Clinicians may be able to optimize postremission treatment (PRT) and improve therapy stratification using dynamic measurable residual disease (MRD) in patients with intermediate-risk acute myeloid leukemia (AML), according to a study published in JAMA Network Open.
The researchers used the South China Hematology Alliance database to evaluate 549 patients between the ages of 14 and 60 years with intermediate-risk AML. Of these patients, 154 received chemotherapy, 116 received an autologous stem cell transplant (auto-SCT), and 279 received an allogeneic SCT (allo-SCT).
While most younger patients with AML can achieve complete remission (CR) after induction chemotherapy, further PRT consisting of either a SCT or cytarabine-based consolidation chemotherapy is necessary to prevent a relapse, the authors explained. Although allo-SCT is more effective than auto-SCT when it comes to preventing relapse, it has a higher risk of transplant-related mortality.

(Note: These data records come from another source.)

//! Test fixtures for integration tests.
//!
//! Provides helpers for:
//! - A temporary queue home with a `.myqueue` folder
//! - Tasks in subfolders of that home
//! - A scripted `CommandRunner` standing in for `bsub` and friends

use std::cell::RefCell;
use std::collections::VecDeque;
use std::fs;
use std::path::{Path, PathBuf};
use std::rc::Rc;
use tempfile::TempDir;

use myqueue::config::Config;
use myqueue::core::{task, Task, TaskOptions};
use myqueue::queue::Queue;
use myqueue::scheduler::{CommandOutput, CommandRunner, TestScheduler};
use myqueue::Result;

/// A throwaway queue home.
pub struct TestHome {
    pub temp_dir: TempDir,
    pub path: PathBuf,
    pub scheduler: TestScheduler,
}

impl TestHome {
    pub fn new() -> Self {
        let temp_dir = TempDir::new().expect("Failed to create temp directory");
        let path = temp_dir.path().to_path_buf();
        fs::create_dir_all(path.join(".myqueue")).expect("Failed to create .myqueue");
        Self {
            temp_dir,
            path,
            scheduler: TestScheduler::new(),
        }
    }

    /// Create (if needed) and return a subfolder.
    pub fn folder(&self, name: &str) -> PathBuf {
        let folder = self.path.join(name);
        fs::create_dir_all(&folder).expect("Failed to create folder");
        folder
    }

    pub fn open(&self) -> Queue {
        self.open_with(Config::default())
    }

    pub fn open_with(&self, config: Config) -> Queue {
        Queue::open(&self.path, config, Box::new(self.scheduler.clone()), true, false)
            .expect("Failed to open queue")
    }

    /// Write a change file as a job script would.
    pub fn change_file(&self, id: u64, code: u8) {
        fs::write(self.path.join(format!(".myqueue/test-{}-{}", id, code)), "")
            .expect("Failed to write change file");
    }

    /// Write the error file the backend would leave behind.
    pub fn error_file(&self, queue: &Queue, id: u64, text: &str) {
        let task = queue
            .tasks()
            .iter()
            .find(|t| t.id == id)
            .expect("No such task");
        fs::write(queue.scheduler().error_file(task), text).expect("Failed to write error file");
    }
}

/// A task in `folder` with dependencies given relative to it.
pub fn make_task(folder: &Path, cmd: &str, deps: &[&str]) -> Task {
    task(
        cmd,
        TaskOptions {
            folder: folder.to_path_buf(),
            deps: deps.iter().map(|d| d.to_string()).collect(),
            ..TaskOptions::default()
        },
    )
    .expect("Failed to create task")
}

pub type Calls = Rc<RefCell<Vec<(String, Vec<String>, Option<String>)>>>;

/// Replays canned stdout per program and records every call.
#[derive(Clone, Default)]
pub struct ScriptedRunner {
    pub calls: Calls,
    replies: Rc<RefCell<VecDeque<(String, String)>>>,
}

impl ScriptedRunner {
    pub fn reply(&self, program: &str, stdout: &str) {
        self.replies
            .borrow_mut()
            .push_back((program.to_string(), stdout.to_string()));
    }

    pub fn programs(&self) -> Vec<String> {
        self.calls.borrow().iter().map(|(p, _, _)| p.clone()).collect()
    }
}

impl CommandRunner for ScriptedRunner {
    fn run(&self, program: &str, args: &[String], stdin: Option<&str>) -> Result<CommandOutput> {
        self.calls
            .borrow_mut()
            .push((program.to_string(), args.to_vec(), stdin.map(str::to_string)));
        let mut replies = self.replies.borrow_mut();
        let stdout = match replies.iter().position(|(p, _)| p == program) {
            Some(i) => replies.remove(i).map(|(_, out)| out).unwrap_or_default(),
            None => String::new(),
        };
        Ok(CommandOutput {
            code: 0,
            stdout,
            stderr: String::new(),
        })
    }
}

“Currently, decisions for PRT depend mainly on risk stratification based on cytogenetics and molecular markers, but it remains controversial, particularly for patients with intermediate-risk AML,” they wrote.

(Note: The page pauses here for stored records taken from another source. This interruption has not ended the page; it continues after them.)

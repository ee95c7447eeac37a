//! Picking tasks out of the queue.

use std::collections::BTreeSet;
use std::path::PathBuf;

use crate::core::task::{Task, TaskState};
use crate::{Error, Result};

/// A filter over tasks.
///
/// With explicit ids only those ids are selected. Otherwise a task must
/// pass every filter that is set: state, folder, name pattern and error
/// pattern.
#[derive(Debug, Clone, Default)]
pub struct Selection {
    pub ids: BTreeSet<u64>,
    pub name: Option<glob::Pattern>,
    /// Empty means every state.
    pub states: BTreeSet<TaskState>,
    /// Empty means every folder.
    pub folders: Vec<PathBuf>,
    /// Also match tasks in subfolders of `folders`.
    pub recursive: bool,
    pub error: Option<glob::Pattern>,
}

impl Selection {
    pub fn ids(ids: impl IntoIterator<Item = u64>) -> Self {
        Self {
            ids: ids.into_iter().collect(),
            ..Self::default()
        }
    }

    pub fn with_name(mut self, pattern: &str) -> Result<Self> {
        self.name = Some(glob::Pattern::new(pattern)?);
        Ok(self)
    }

    pub fn with_error(mut self, pattern: &str) -> Result<Self> {
        self.error = Some(glob::Pattern::new(pattern)?);
        Ok(self)
    }

    pub fn matches(&self, task: &Task) -> bool {
        if !self.ids.is_empty() {
            return self.ids.contains(&task.id);
        }
        if !self.states.is_empty() && !self.states.contains(&task.state()) {
            return false;
        }
        if !self.folders.is_empty() {
            let inside = self.folders.iter().any(|folder| {
                if self.recursive {
                    task.folder.starts_with(folder)
                } else {
                    &task.folder == folder
                }
            });
            if !inside {
                return false;
            }
        }
        if let Some(pattern) = &self.name {
            if !pattern.matches(&task.name()) {
                return false;
            }
        }
        if let Some(pattern) = &self.error {
            if !pattern.matches(&task.error) {
                return false;
            }
        }
        true
    }

    /// Indices of the matching tasks, in queue order.
    pub fn select(&self, tasks: &[Task]) -> Vec<usize> {
        tasks
            .iter()
            .enumerate()
            .filter(|(_, task)| self.matches(task))
            .map(|(i, _)| i)
            .collect()
    }
}

/// Parse a state filter: single-letter codes (`qhr`, `FTM`), `a` for all,
/// or comma-separated names (`done,FAILED`).
pub fn parse_states(s: &str) -> Result<BTreeSet<TaskState>> {
    let as_names = s.contains(',') || (s.len() > 1 && s.parse::<TaskState>().is_ok());
    if as_names {
        return s
            .split(',')
            .filter(|name| !name.is_empty())
            .map(str::parse)
            .collect();
    }
    s.chars()
        .map(|c| match c {
            'a' => Ok(TaskState::ALL.to_vec()),
            c => TaskState::from_code(c)
                .map(|state| vec![state])
                .ok_or_else(|| Error::Validation(format!("Unknown state code: {}", c))),
        })
        .collect::<Result<Vec<_>>>()
        .map(|groups| groups.into_iter().flatten().collect())
}

#[cfg(test)]
mod tests {
    use super::*;
    use crate::core::command::Command;
    use crate::core::resources::Resources;
    use std::path::Path;

    fn make(name: &str, folder: &str, id: u64) -> Task {
        let mut task = Task::new(
            Command::parse(name).unwrap(),
            Resources::default(),
            PathBuf::from(folder),
        );
        task.id = id;
        task
    }

    fn tasks() -> Vec<Task> {
        let mut failed = make("b.py", "/w/sub", 2);
        failed.set_state(TaskState::Running).unwrap();
        failed.set_state(TaskState::Failed).unwrap();
        failed.error = "MemoryError: boom".to_string();
        vec![make("a.py 1", "/w", 1), failed, make("shell:ls", "/w/sub/deep", 3)]
    }

    #[test]
    fn test_ids_override_other_filters() {
        let mut sel = Selection::ids([2, 3]);
        sel.states.insert(TaskState::Queued);
        assert_eq!(sel.select(&tasks()), vec![1, 2]);
    }

    #[test]
    fn test_empty_selection_matches_everything() {
        assert_eq!(Selection::default().select(&tasks()), vec![0, 1, 2]);
    }

    #[test]
    fn test_states_and_folders() {
        let mut sel = Selection::default();
        sel.folders.push(PathBuf::from("/w/sub"));
        assert_eq!(sel.select(&tasks()), vec![1]);
        sel.recursive = true;
        assert_eq!(sel.select(&tasks()), vec![1, 2]);
        sel.states = parse_states("q").unwrap();
        assert_eq!(sel.select(&tasks()), vec![2]);
        assert!(!Path::new("/w/subway").starts_with("/w/sub"));
    }

    #[test]
    fn test_name_and_error_patterns() {
        let sel = Selection::default().with_name("a.py*").unwrap();
        assert_eq!(sel.select(&tasks()), vec![0]);
        let sel = Selection::default().with_error("*Memory*").unwrap();
        assert_eq!(sel.select(&tasks()), vec![1]);
        assert!(Selection::default().with_name("[").is_err());
    }

    #[test]
    fn test_parse_states() {
        let states = parse_states("qhr").unwrap();
        assert_eq!(states.len(), 3);
        assert!(states.contains(&TaskState::Hold));
        assert_eq!(parse_states("a").unwrap().len(), 8);
        let states = parse_states("done,FAILED").unwrap();
        assert!(states.contains(&TaskState::Done) && states.contains(&TaskState::Failed));
        assert_eq!(parse_states("TIMEOUT").unwrap().len(), 1);
        assert!(parse_states("x").is_err());
    }
}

MRD was assessed after induction therapy, each cycle of PRT, at 2-month intervals the first year, at 3-month intervals the second year, at 4-month intervals the third year, and finally half-year intervals during years 4 and 5 after PRT. The end point of the last follow up was August 31, 2020.
At the last follow up, 146 patients had relapsed, and the median time from first CR to relapse was 10.9 months. For patients receiving chemotherapy, the median time from first CR to relapse was 9.9 months; for patients receiving auto-SCT, 10.9 months; and for patients receiving allo-SCT, 13.0 months.
The study also found:
The 5-year relapse rate was 49.4% (95% CI, 41.2%-57.0%) for patients on chemotherapy, 27.6% (95% CI, 19.8%-36.0%) for patients receiving auto-SCT, and 13.6% (95% CI, 9.9%-17.9%) for patients receiving allo-SCT. The 5-year cumulative incidence of transplant-related mortality was 1.3% (95% CI, 0.3%-4.2%) for chemotherapy, 3.4% (95% CI, 1.1%-8.0%) for auto-SCT, and 10.4% (95% CI, 7.2%-14.3%) for allo-SCT.

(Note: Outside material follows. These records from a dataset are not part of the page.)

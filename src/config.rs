use serde::{Deserialize, Serialize};
use std::fs;
use std::path::{Path, PathBuf};

use crate::core::resources::Node;
use crate::scheduler::{self, SystemRunner};
use crate::{mqlog_debug, Error, Result};

/// Name of the per-queue state folder.
pub const QUEUE_DIR: &str = ".myqueue";

/// Contents of `<home>/.myqueue/config.toml`.
#[derive(Debug, Clone, Serialize, Deserialize, Default, PartialEq)]
pub struct Config {
    /// Backend name: `lsf` or `test`.
    #[serde(default, skip_serializing_if = "Option::is_none")]
    pub scheduler: Option<String>,
    /// Extra arguments appended to every submission command.
    #[serde(default)]
    pub extra_args: Vec<String>,
    /// Hold queued tasks while the summed `diskspace` exceeds this.
    #[serde(default, skip_serializing_if = "Option::is_none")]
    pub maximum_diskspace: Option<u64>,
    #[serde(default, skip_serializing_if = "Option::is_none")]
    pub serial_python: Option<String>,
    #[serde(default, skip_serializing_if = "Option::is_none")]
    pub parallel_python: Option<String>,
    #[serde(default, skip_serializing_if = "Option::is_none")]
    pub mpiexec: Option<String>,
    /// Program that executes `WorkflowTask` commands in target mode.
    #[serde(default, skip_serializing_if = "Option::is_none")]
    pub workflow_runner: Option<String>,
    /// Node classes in order of preference for `Resources::select`.
    /// Kept last: TOML tables must follow plain values.
    #[serde(default)]
    pub nodes: Vec<Node>,
}

/// Programs used when rendering a command into a job-script line.
#[derive(Debug, Clone, PartialEq, Eq)]
pub struct Interpreters {
    pub serial_python: String,
    pub parallel_python: String,
    pub mpiexec: String,
    pub workflow_runner: String,
}

impl Default for Interpreters {
    fn default() -> Self {
        Self {
            serial_python: "python3".to_string(),
            parallel_python: "python3".to_string(),
            mpiexec: "mpiexec".to_string(),
            workflow_runner: "mq".to_string(),
        }
    }
}

impl Config {
    /// Find the queue home: the closest ancestor of `start` holding a
    /// `.myqueue` folder, falling back to the user's home directory.
    pub fn find_home(start: &Path) -> Result<PathBuf> {
        for dir in start.ancestors() {
            if dir.join(QUEUE_DIR).is_dir() {
                mqlog_debug!("Config::find_home found {}", dir.display());
                return Ok(dir.to_path_buf());
            }
        }
        dirs::home_dir().ok_or(Error::NoHomeDir)
    }

    pub fn queue_dir(home: &Path) -> PathBuf {
        home.join(QUEUE_DIR)
    }

    pub fn config_path(home: &Path) -> PathBuf {
        Self::queue_dir(home).join("config.toml")
    }

    pub fn load(home: &Path) -> Result<Self> {
        let path = Self::config_path(home);
        mqlog_debug!("Config::load path={}", path.display());
        if !path.exists() {
            mqlog_debug!("Config file not found, using defaults");
            return Ok(Self::default());
        }
        let config: Self = toml::from_str(&fs::read_to_string(&path)?)?;
        mqlog_debug!(
            "Config loaded: scheduler={:?}, nodes={}",
            config.scheduler,
            config.nodes.len()
        );
        Ok(config)
    }

    pub fn save(&self, home: &Path) -> Result<()> {
        let dir = Self::queue_dir(home);
        if !dir.exists() {
            fs::create_dir_all(&dir)?;
        }
        let path = Self::config_path(home);
        fs::write(&path, toml::to_string_pretty(self)?)?;
        mqlog_debug!("Config saved to {}", path.display());
        Ok(())
    }

    pub fn scheduler_name(&self, home: &Path) -> Result<&str> {
        self.scheduler.as_deref().ok_or_else(|| {
            Error::Config(format!(
                "Please specify type of scheduler in {} (must be 'lsf' or 'test')",
                Self::config_path(home).display()
            ))
        })
    }

    /// Configured nodes, or a single anonymous 1-core node.
    pub fn nodes_or_default(&self) -> Vec<Node> {
        if self.nodes.is_empty() {
            vec![Node::new("", 1)]
        } else {
            self.nodes.clone()
        }
    }

    pub fn interpreters(&self) -> Interpreters {
        let defaults = Interpreters::default();
        let serial = self
            .serial_python
            .clone()
            .unwrap_or(defaults.serial_python);
        Interpreters {
            parallel_python: self.parallel_python.clone().unwrap_or_else(|| serial.clone()),
            serial_python: serial,
            mpiexec: self.mpiexec.clone().unwrap_or(defaults.mpiexec),
            workflow_runner: self
                .workflow_runner
                .clone()
                .unwrap_or(defaults.workflow_runner),
        }
    }
}

/// Guess a configuration for this machine.
///
/// Without an explicit scheduler name, the first submission program found
/// on `PATH` decides. Node shapes come from the backend's `get_config`.
pub fn guess_configuration(scheduler_name: Option<&str>, queue_name: &str) -> Result<Config> {
    let name = match scheduler_name {
        Some(name) => name.to_string(),
        None => guess_scheduler_name().ok_or_else(|| {
            Error::Config("Could not find bsub, sbatch or qsub on PATH".to_string())
        })?,
    };
    mqlog_debug!("guess_configuration scheduler={} queue={}", name, queue_name);

    let mut config = Config {
        scheduler: Some(name.clone()),
        ..Config::default()
    };
    let backend = scheduler::create_scheduler(&name, &config, Path::new("."), Box::new(SystemRunner))?;
    let (nodes, extra_args) = backend.get_config(queue_name)?;
    config.nodes = nodes;
    config.extra_args = extra_args;
    Ok(config)
}

fn guess_scheduler_name() -> Option<String> {
    [("bsub", "lsf"), ("sbatch", "slurm"), ("qsub", "pbs")]
        .iter()
        .find(|(program, _)| which::which(program).is_ok())
        .map(|(_, name)| name.to_string())
}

The 5-year overall survival (OS) and leukemia-free survival rates were higher for the SCT groups compared with the chemotherapy group. Both rates were comparable between the 2 SCT groups.
During subgroup analyses, patients were classified into 5 subgroups based on the dynamics of MRD after 1, 2, and 3 courses of chemotherapy:
“Based on these results, we suggest that chemotherapy and auto-SCT might be preferable for patients who are persistently MRD negative, and allo-SCT should be recommended for patients who are persistently MRD positive and patients with recurrent MRD,” the authors concluded. “Auto-SCT prior to allo-SCT might be recommended for patients who are MRD negative after 2 cycles of chemotherapy. Allo-SCT might be preferable for patients who are MRD negative after 3 cycles of chemotherapy.”
Yu S, Fan Z, Ma L, et al. Association between measurable residual disease in patients with intermediate-risk acute myeloid leukemia and first remission, treatment, and outcomes.